BEGIN

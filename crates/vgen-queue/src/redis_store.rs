//! Redis-backed queue store.
//!
//! Layout under `{prefix}`:
//! - `{prefix}:entry:{id}`: the entry as JSON
//! - `{prefix}:pending`: sorted set of pending ids scored by `available_at` (ms)
//! - `{prefix}:dispatched`: sorted set of dispatched ids scored by last heartbeat (ms)
//!
//! Every status change rewrites the entry and moves its id between the
//! indexes in one Lua script, so a crash mid-transition leaves the old state
//! intact. Claiming is a `ZREM` from the pending set inside that script, so
//! only one worker wins a given entry even when several poll the same queue.

use std::sync::Arc;
use std::time::Duration;

use async_trait::async_trait;
use chrono::{DateTime, Utc};
use redis::aio::MultiplexedConnection;
use redis::{AsyncCommands, Script};
use tracing::{debug, info, warn};

use vgen_models::{GenerationRequest, JobId};

use crate::entry::{EntryStatus, QueueEntry};
use crate::error::{QueueError, QueueResult};
use crate::store::{after, QueueSession, QueueStore};

/// Redis queue configuration.
#[derive(Debug, Clone)]
pub struct QueueConfig {
    /// Redis URL
    pub redis_url: String,
    /// Key namespace
    pub key_prefix: String,
    /// TTL applied to finished entries
    pub finished_ttl: Duration,
}

impl Default for QueueConfig {
    fn default() -> Self {
        Self {
            redis_url: "redis://localhost:6379".to_string(),
            key_prefix: "vgen:queue".to_string(),
            finished_ttl: Duration::from_secs(86400),
        }
    }
}

impl QueueConfig {
    /// Create config from environment variables.
    pub fn from_env() -> Self {
        Self {
            redis_url: std::env::var("REDIS_URL")
                .unwrap_or_else(|_| "redis://localhost:6379".to_string()),
            key_prefix: std::env::var("QUEUE_KEY_PREFIX")
                .unwrap_or_else(|_| "vgen:queue".to_string()),
            finished_ttl: Duration::from_secs(
                std::env::var("QUEUE_FINISHED_TTL")
                    .ok()
                    .and_then(|s| s.parse().ok())
                    .unwrap_or(86400),
            ),
        }
    }

    fn entry_key(&self, entry_id: &str) -> String {
        format!("{}:entry:{}", self.key_prefix, entry_id)
    }

    fn pending_key(&self) -> String {
        format!("{}:pending", self.key_prefix)
    }

    fn dispatched_key(&self) -> String {
        format!("{}:dispatched", self.key_prefix)
    }
}

/// Atomic index transitions.
///
/// KEYS: entry key, index the id leaves, index the id joins.
/// ARGV: entry id, entry JSON, target score (or TTL seconds for `finish`).
struct Scripts {
    /// Store and index a new entry.
    insert: Script,
    /// Move from pending to dispatched, only if still pending.
    claim: Script,
    /// Refresh the dispatched score, only if still dispatched.
    heartbeat: Script,
    /// Move from dispatched back to pending, only if still dispatched.
    requeue: Script,
    /// Drop from both indexes and store with a TTL.
    finish: Script,
}

impl Scripts {
    fn new() -> Self {
        Self {
            insert: Script::new(
                r#"
                redis.call('SET', KEYS[1], ARGV[2])
                redis.call('ZREM', KEYS[2], ARGV[1])
                redis.call('ZADD', KEYS[3], ARGV[3], ARGV[1])
                return 1
                "#,
            ),
            claim: Script::new(
                r#"
                if redis.call('ZREM', KEYS[2], ARGV[1]) == 0 then
                    return 0
                end
                redis.call('SET', KEYS[1], ARGV[2])
                redis.call('ZADD', KEYS[3], ARGV[3], ARGV[1])
                return 1
                "#,
            ),
            heartbeat: Script::new(
                r#"
                if not redis.call('ZSCORE', KEYS[3], ARGV[1]) then
                    return 0
                end
                redis.call('SET', KEYS[1], ARGV[2])
                redis.call('ZADD', KEYS[3], ARGV[3], ARGV[1])
                return 1
                "#,
            ),
            requeue: Script::new(
                r#"
                if redis.call('ZREM', KEYS[2], ARGV[1]) == 0 then
                    return 0
                end
                redis.call('SET', KEYS[1], ARGV[2])
                redis.call('ZADD', KEYS[3], ARGV[3], ARGV[1])
                return 1
                "#,
            ),
            finish: Script::new(
                r#"
                redis.call('SET', KEYS[1], ARGV[2], 'EX', ARGV[3])
                redis.call('ZREM', KEYS[2], ARGV[1])
                redis.call('ZREM', KEYS[3], ARGV[1])
                return 1
                "#,
            ),
        }
    }
}

/// Queue store backed by Redis.
pub struct RedisQueueStore {
    client: redis::Client,
    config: QueueConfig,
    scripts: Arc<Scripts>,
}

impl RedisQueueStore {
    pub fn new(config: QueueConfig) -> QueueResult<Self> {
        let client = redis::Client::open(config.redis_url.as_str())?;
        Ok(Self {
            client,
            config,
            scripts: Arc::new(Scripts::new()),
        })
    }

    /// Create from environment variables.
    pub fn from_env() -> QueueResult<Self> {
        Self::new(QueueConfig::from_env())
    }
}

#[async_trait]
impl QueueStore for RedisQueueStore {
    async fn session(&self) -> QueueResult<Box<dyn QueueSession>> {
        let conn = self
            .client
            .get_multiplexed_async_connection()
            .await
            .map_err(|e| QueueError::connection_failed(e.to_string()))?;
        Ok(Box::new(RedisSession {
            conn,
            config: self.config.clone(),
            scripts: Arc::clone(&self.scripts),
        }))
    }
}

struct RedisSession {
    conn: MultiplexedConnection,
    config: QueueConfig,
    scripts: Arc<Scripts>,
}

fn score(at: DateTime<Utc>) -> i64 {
    at.timestamp_millis()
}

impl RedisSession {
    async fn load(&mut self, entry_id: &str) -> QueueResult<Option<QueueEntry>> {
        let raw: Option<String> = self.conn.get(self.config.entry_key(entry_id)).await?;
        match raw {
            Some(json) => Ok(Some(serde_json::from_str(&json)?)),
            None => Ok(None),
        }
    }

    async fn load_existing(&mut self, entry_id: &str) -> QueueResult<QueueEntry> {
        self.load(entry_id)
            .await?
            .ok_or_else(|| QueueError::not_found(entry_id))
    }

    /// Run a transition script for `entry`. Returns whether it applied.
    async fn transition(
        &mut self,
        script: &Script,
        entry: &QueueEntry,
        from_index: &str,
        to_index: &str,
        score_or_ttl: i64,
    ) -> QueueResult<bool> {
        let payload = serde_json::to_string(entry)?;
        let applied: i64 = script
            .key(self.config.entry_key(&entry.entry_id))
            .key(from_index)
            .key(to_index)
            .arg(&entry.entry_id)
            .arg(payload)
            .arg(score_or_ttl)
            .invoke_async(&mut self.conn)
            .await?;
        Ok(applied == 1)
    }

    /// Load entries by id, dropping ids whose payload is gone or malformed.
    async fn load_many(&mut self, ids: Vec<String>, index_key: &str) -> QueueResult<Vec<QueueEntry>> {
        let mut entries = Vec::with_capacity(ids.len());
        for id in ids {
            match self.load(&id).await {
                Ok(Some(entry)) => entries.push(entry),
                Ok(None) => {
                    warn!("Queue index {} references missing entry {}", index_key, id);
                    self.conn.zrem::<_, _, ()>(index_key, &id).await?;
                }
                Err(QueueError::Json(e)) => {
                    warn!("Dropping malformed queue entry {}: {}", id, e);
                    self.conn.zrem::<_, _, ()>(index_key, &id).await?;
                }
                Err(e) => return Err(e),
            }
        }
        Ok(entries)
    }

    async fn finish(&mut self, mut entry: QueueEntry) -> QueueResult<()> {
        entry.heartbeat_at = None;
        let ttl = self.config.finished_ttl.as_secs().max(1) as i64;
        let scripts = Arc::clone(&self.scripts);
        self.transition(
            &scripts.finish,
            &entry,
            &self.config.dispatched_key(),
            &self.config.pending_key(),
            ttl,
        )
        .await?;
        Ok(())
    }
}

#[async_trait]
impl QueueSession for RedisSession {
    async fn enqueue(&mut self, request: GenerationRequest) -> QueueResult<QueueEntry> {
        let entry = QueueEntry::new(request);
        let scripts = Arc::clone(&self.scripts);
        self.transition(
            &scripts.insert,
            &entry,
            &self.config.dispatched_key(),
            &self.config.pending_key(),
            score(entry.available_at),
        )
        .await?;
        info!("Enqueued generation request {}", entry.entry_id);
        Ok(entry)
    }

    async fn get(&mut self, entry_id: &str) -> QueueResult<Option<QueueEntry>> {
        self.load(entry_id).await
    }

    async fn fetch_pending(&mut self, limit: usize) -> QueueResult<Vec<QueueEntry>> {
        let pending_key = self.config.pending_key();
        let ids: Vec<String> = redis::cmd("ZRANGEBYSCORE")
            .arg(&pending_key)
            .arg("-inf")
            .arg(score(Utc::now()))
            .arg("LIMIT")
            .arg(0)
            .arg(limit)
            .query_async(&mut self.conn)
            .await?;

        let mut entries = self.load_many(ids, &pending_key).await?;
        entries.retain(QueueEntry::is_pending);
        entries.sort_by_key(|e| e.enqueued_at);
        Ok(entries)
    }

    async fn mark_dispatched(&mut self, entry_id: &str, job_id: &JobId) -> QueueResult<bool> {
        let Some(mut entry) = self.load(entry_id).await? else {
            return Ok(false);
        };
        if !entry.is_pending() {
            debug!("Entry {} is {}, not claiming", entry_id, entry.status.as_str());
            return Ok(false);
        }

        entry.dispatch(job_id);
        let scripts = Arc::clone(&self.scripts);
        let claimed = self
            .transition(
                &scripts.claim,
                &entry,
                &self.config.pending_key(),
                &self.config.dispatched_key(),
                score(Utc::now()),
            )
            .await?;
        if !claimed {
            debug!("Entry {} already claimed", entry_id);
        }
        Ok(claimed)
    }

    async fn heartbeat(&mut self, entry_id: &str) -> QueueResult<()> {
        let mut entry = self.load_existing(entry_id).await?;
        if entry.status != EntryStatus::Dispatched {
            return Ok(());
        }
        let now = Utc::now();
        entry.heartbeat_at = Some(now);
        let scripts = Arc::clone(&self.scripts);
        if !self
            .transition(
                &scripts.heartbeat,
                &entry,
                &self.config.pending_key(),
                &self.config.dispatched_key(),
                score(now),
            )
            .await?
        {
            debug!("Entry {} left the dispatched set, heartbeat skipped", entry_id);
        }
        Ok(())
    }

    async fn mark_completed(&mut self, entry_id: &str) -> QueueResult<()> {
        let mut entry = self.load_existing(entry_id).await?;
        entry.finish(EntryStatus::Completed, None);
        self.finish(entry).await
    }

    async fn mark_failed(&mut self, entry_id: &str, error: &str) -> QueueResult<()> {
        let mut entry = self.load_existing(entry_id).await?;
        entry.finish(EntryStatus::Failed, Some(error.to_string()));
        self.finish(entry).await
    }

    async fn requeue(&mut self, entry_id: &str, error: &str, delay: Duration) -> QueueResult<()> {
        let mut entry = self.load_existing(entry_id).await?;
        entry.requeue(error, after(delay));
        let scripts = Arc::clone(&self.scripts);
        if !self
            .transition(
                &scripts.requeue,
                &entry,
                &self.config.dispatched_key(),
                &self.config.pending_key(),
                score(entry.available_at),
            )
            .await?
        {
            debug!("Entry {} no longer dispatched, requeue skipped", entry_id);
        }
        Ok(())
    }

    async fn stale_dispatched(&mut self, cutoff: DateTime<Utc>) -> QueueResult<Vec<QueueEntry>> {
        let dispatched_key = self.config.dispatched_key();
        let ids: Vec<String> = redis::cmd("ZRANGEBYSCORE")
            .arg(&dispatched_key)
            .arg("-inf")
            .arg(format!("({}", score(cutoff)))
            .query_async(&mut self.conn)
            .await?;
        self.load_many(ids, &dispatched_key).await
    }
}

END

● **YOUR GOAL**: Within the listing above, how many lines hold the string "applied"? Answer with the number only.

● **SOLUTION TO THE EXERCISE**: 4